Dataset records:
* * * * * * *
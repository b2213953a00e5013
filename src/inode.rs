use std::collections::HashMap;
use std::sync::Mutex;

/// Reserved inode number for the mount root.
pub const ROOT_INO: u64 = 1;

/// Bidirectional virtual-path ⇄ inode table.
///
/// `fuser`'s protocol is inode-indexed (`lookup` returns an `ino`, later calls address the
/// same node by `ino`), unlike the path-indexed FUSE binding the original system was built
/// against. This table is pure bridging: every other component in this crate still operates
/// on virtual path strings; this is the only place `ino -> path` translation happens.
pub struct InodeTable {
	inner: Mutex<Inner>,
}

struct Inner {
	next_ino: u64,
	path_to_ino: HashMap<String, u64>,
	ino_to_path: HashMap<u64, String>,
}

impl InodeTable {
	pub fn new() -> Self {
		let mut path_to_ino = HashMap::new();
		let mut ino_to_path = HashMap::new();
		path_to_ino.insert("/".to_string(), ROOT_INO);
		ino_to_path.insert(ROOT_INO, "/".to_string());

		Self {
			inner: Mutex::new(Inner {
				next_ino: ROOT_INO + 1,
				path_to_ino,
				ino_to_path,
			}),
		}
	}

	/// Returns the inode for `path`, allocating a fresh one if this path hasn't been seen yet.
	pub fn ino_for(&self, path: &str) -> u64 {
		let mut guard = self.inner.lock().unwrap();
		if let Some(ino) = guard.path_to_ino.get(path) {
			return *ino;
		}

		let ino = guard.next_ino;
		guard.next_ino += 1;
		guard.path_to_ino.insert(path.to_string(), ino);
		guard.ino_to_path.insert(ino, path.to_string());
		ino
	}

	/// Returns the virtual path for `ino`, if known.
	pub fn path_for(&self, ino: u64) -> Option<String> {
		self.inner.lock().unwrap().ino_to_path.get(&ino).cloned()
	}
}

impl Default for InodeTable {
	fn default() -> Self {
		Self::new()
	}
}

#[cfg(test)]
mod tests {
	use super::*;

	#[test]
	fn root_is_preallocated() {
		let table = InodeTable::new();
		assert_eq!(table.ino_for("/"), ROOT_INO);
		assert_eq!(table.path_for(ROOT_INO), Some("/".to_string()));
	}

	#[test]
	fn same_path_returns_same_inode() {
		let table = InodeTable::new();
		let a = table.ino_for("/foo/bar");
		let b = table.ino_for("/foo/bar");
		assert_eq!(a, b);
	}

	#[test]
	fn distinct_paths_get_distinct_inodes() {
		let table = InodeTable::new();
		let a = table.ino_for("/foo");
		let b = table.ino_for("/bar");
		assert_ne!(a, b);
		assert_eq!(table.path_for(a), Some("/foo".to_string()));
		assert_eq!(table.path_for(b), Some("/bar".to_string()));
	}
}
use std::fs::File;
use std::path::Path;
use std::sync::Mutex;
use std::time::SystemTime;

use lru::LruCache;

/// Decides whether a host path is a valid ZIP archive, memoized by `(path, mtime)` so a
/// modified file invalidates any previous positive or negative result.
pub struct ArchiveProbe {
	memo: Mutex<LruCache<(std::path::PathBuf, SystemTime), bool>>,
}

impl ArchiveProbe {
	pub fn new(capacity: std::num::NonZeroUsize) -> Self {
		Self {
			memo: Mutex::new(LruCache::new(capacity)),
		}
	}

	pub fn with_default_capacity() -> Self {
		Self::new(std::num::NonZeroUsize::new(2048).unwrap())
	}

	/// Validates the end-of-central-directory record by delegating to the `zip` crate's own
	/// archive-opening check, caching the result under `(path, mtime)`.
	pub fn is_archive(&self, path: &Path, mtime: SystemTime) -> bool {
		let key = (path.to_path_buf(), mtime);

		if let Some(hit) = self.memo.lock().unwrap().get(&key) {
			return *hit;
		}

		let result = probe(path);
		self.memo.lock().unwrap().put(key, result);
		result
	}
}

fn probe(path: &Path) -> bool {
	match File::open(path) {
		Ok(file) => zip::ZipArchive::new(file).is_ok(),
		Err(_) => false,
	}
}

#[cfg(test)]
mod tests {
	use super::*;
	use std::io::Write;
	use tempfile::tempdir;

	fn write_minimal_zip(path: &Path) {
		let file = File::create(path).unwrap();
		let mut writer = zip::ZipWriter::new(file);
		writer
			.start_file("f.txt", zip::write::FileOptions::default())
			.unwrap();
		writer.write_all(b"hi").unwrap();
		writer.finish().unwrap();
	}

	#[test]
	fn recognizes_valid_archive() {
		let dir = tempdir().unwrap();
		let path = dir.path().join("a.zip");
		write_minimal_zip(&path);

		let probe = ArchiveProbe::with_default_capacity();
		let mtime = std::fs::metadata(&path).unwrap().modified().unwrap();
		assert!(probe.is_archive(&path, mtime));
	}

	#[test]
	fn rejects_non_archive() {
		let dir = tempdir().unwrap();
		let path = dir.path().join("not-a-zip.txt");
		std::fs::write(&path, b"plain text").unwrap();

		let probe = ArchiveProbe::with_default_capacity();
		let mtime = std::fs::metadata(&path).unwrap().modified().unwrap();
		assert!(!probe.is_archive(&path, mtime));
	}

	#[test]
	fn memoized_result_ignores_content_changes_until_mtime_key_changes() {
		let dir = tempdir().unwrap();
		let path = dir.path().join("a.zip");
		write_minimal_zip(&path);

		let probe = ArchiveProbe::with_default_capacity();
		let mtime = std::fs::metadata(&path).unwrap().modified().unwrap();
		assert!(probe.is_archive(&path, mtime));

		// Corrupt the file on disk without changing the mtime key we probe with: the memoized
		// result must still be returned, proving the cache is keyed and not re-validated.
		std::fs::write(&path, b"now definitely not a zip").unwrap();
		assert!(probe.is_archive(&path, mtime));
	}
}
* * * * * * *
* **EXERCISE INSTRUCTIONS**:
Restate each line of the records above without any deviation.

* **EXERCISE SOLUTION**:
repository b2213953a00e5013
filename src/inode.rs
use std::collections::HashMap;
use std::sync::Mutex;

/// Reserved inode number for the mount root.
pub const ROOT_INO: u64 = 1;

/// Bidirectional virtual-path ⇄ inode table.
///
/// `fuser`'s protocol is inode-indexed (`lookup` returns an `ino`, later calls address the
/// same node by `ino`), unlike the path-indexed FUSE binding the original system was built
/// against. This table is pure bridging: every other component in this crate still operates
/// on virtual path strings; this is the only place `ino -> path` translation happens.
pub struct InodeTable {
	inner: Mutex<Inner>,
}

struct Inner {
	next_ino: u64,
	path_to_ino: HashMap<String, u64>,
	ino_to_path: HashMap<u64, String>,
}

impl InodeTable {
	pub fn new() -> Self {
		let mut path_to_ino = HashMap::new();
		let mut ino_to_path = HashMap::new();
		path_to_ino.insert("/".to_string(), ROOT_INO);
		ino_to_path.insert(ROOT_INO, "/".to_string());

		Self {
			inner: Mutex::new(Inner {
				next_ino: ROOT_INO + 1,
				path_to_ino,
				ino_to_path,
			}),
		}
	}

	/// Returns the inode for `path`, allocating a fresh one if this path hasn't been seen yet.
	pub fn ino_for(&self, path: &str) -> u64 {
		let mut guard = self.inner.lock().unwrap();
		if let Some(ino) = guard.path_to_ino.get(path) {
			return *ino;
		}

		let ino = guard.next_ino;
		guard.next_ino += 1;
		guard.path_to_ino.insert(path.to_string(), ino);
		guard.ino_to_path.insert(ino, path.to_string());
		ino
	}

	/// Returns the virtual path for `ino`, if known.
	pub fn path_for(&self, ino: u64) -> Option<String> {
		self.inner.lock().unwrap().ino_to_path.get(&ino).cloned()
	}
}

impl Default for InodeTable {
	fn default() -> Self {
		Self::new()
	}
}

#[cfg(test)]
mod tests {
	use super::*;

	#[test]
	fn root_is_preallocated() {
		let table = InodeTable::new();
		assert_eq!(table.ino_for("/"), ROOT_INO);
		assert_eq!(table.path_for(ROOT_INO), Some("/".to_string()));
	}

	#[test]
	fn same_path_returns_same_inode() {
		let table = InodeTable::new();
		let a = table.ino_for("/foo/bar");
		let b = table.ino_for("/foo/bar");
		assert_eq!(a, b);
	}

	#[test]
	fn distinct_paths_get_distinct_inodes() {
		let table = InodeTable::new();
		let a = table.ino_for("/foo");
		let b = table.ino_for("/bar");
		assert_ne!(a, b);
		assert_eq!(table.path_for(a), Some("/foo".to_string()));
		assert_eq!(table.path_for(b), Some("/bar".to_string()));
	}
}
use std::fs::File;
use std::path::Path;
use std::sync::Mutex;
use std::time::SystemTime;

use lru::LruCache;

/// Decides whether a host path is a valid ZIP archive, memoized by `(path, mtime)` so a
/// modified file invalidates any previous positive or negative result.
pub struct ArchiveProbe {
	memo: Mutex<LruCache<(std::path::PathBuf, SystemTime), bool>>,
}

impl ArchiveProbe {
	pub fn new(capacity: std::num::NonZeroUsize) -> Self {
		Self {
			memo: Mutex::new(LruCache::new(capacity)),
		}
	}

	pub fn with_default_capacity() -> Self {
		Self::new(std::num::NonZeroUsize::new(2048).unwrap())
	}

	/// Validates the end-of-central-directory record by delegating to the `zip` crate's own
	/// archive-opening check, caching the result under `(path, mtime)`.
	pub fn is_archive(&self, path: &Path, mtime: SystemTime) -> bool {
		let key = (path.to_path_buf(), mtime);

		if let Some(hit) = self.memo.lock().unwrap().get(&key) {
			return *hit;
		}

		let result = probe(path);
		self.memo.lock().unwrap().put(key, result);
		result
	}
}

fn probe(path: &Path) -> bool {
	match File::open(path) {
		Ok(file) => zip::ZipArchive::new(file).is_ok(),
		Err(_) => false,
	}
}

#[cfg(test)]
mod tests {
	use super::*;
	use std::io::Write;
	use tempfile::tempdir;

	fn write_minimal_zip(path: &Path) {
		let file = File::create(path).unwrap();
		let mut writer = zip::ZipWriter::new(file);
		writer
			.start_file("f.txt", zip::write::FileOptions::default())
			.unwrap();
		writer.write_all(b"hi").unwrap();
		writer.finish().unwrap();
	}

	#[test]
	fn recognizes_valid_archive() {
		let dir = tempdir().unwrap();
		let path = dir.path().join("a.zip");
		write_minimal_zip(&path);

		let probe = ArchiveProbe::with_default_capacity();
		let mtime = std::fs::metadata(&path).unwrap().modified().unwrap();
		assert!(probe.is_archive(&path, mtime));
	}

	#[test]
	fn rejects_non_archive() {
		let dir = tempdir().unwrap();
		let path = dir.path().join("not-a-zip.txt");
		std::fs::write(&path, b"plain text").unwrap();

		let probe = ArchiveProbe::with_default_capacity();
		let mtime = std::fs::metadata(&path).unwrap().modified().unwrap();
		assert!(!probe.is_archive(&path, mtime));
	}

	#[test]
	fn memoized_result_ignores_content_changes_until_mtime_key_changes() {
		let dir = tempdir().unwrap();
		let path = dir.path().join("a.zip");
		write_minimal_zip(&path);

		let probe = ArchiveProbe::with_default_capacity();
		let mtime = std::fs::metadata(&path).unwrap().modified().unwrap();
		assert!(probe.is_archive(&path, mtime));

		// Corrupt the file on disk without changing the mtime key we probe with: the memoized
		// result must still be returned, proving the cache is keyed and not re-validated.
		std::fs::write(&path, b"now definitely not a zip").unwrap();
		assert!(probe.is_archive(&path, mtime));
	}
}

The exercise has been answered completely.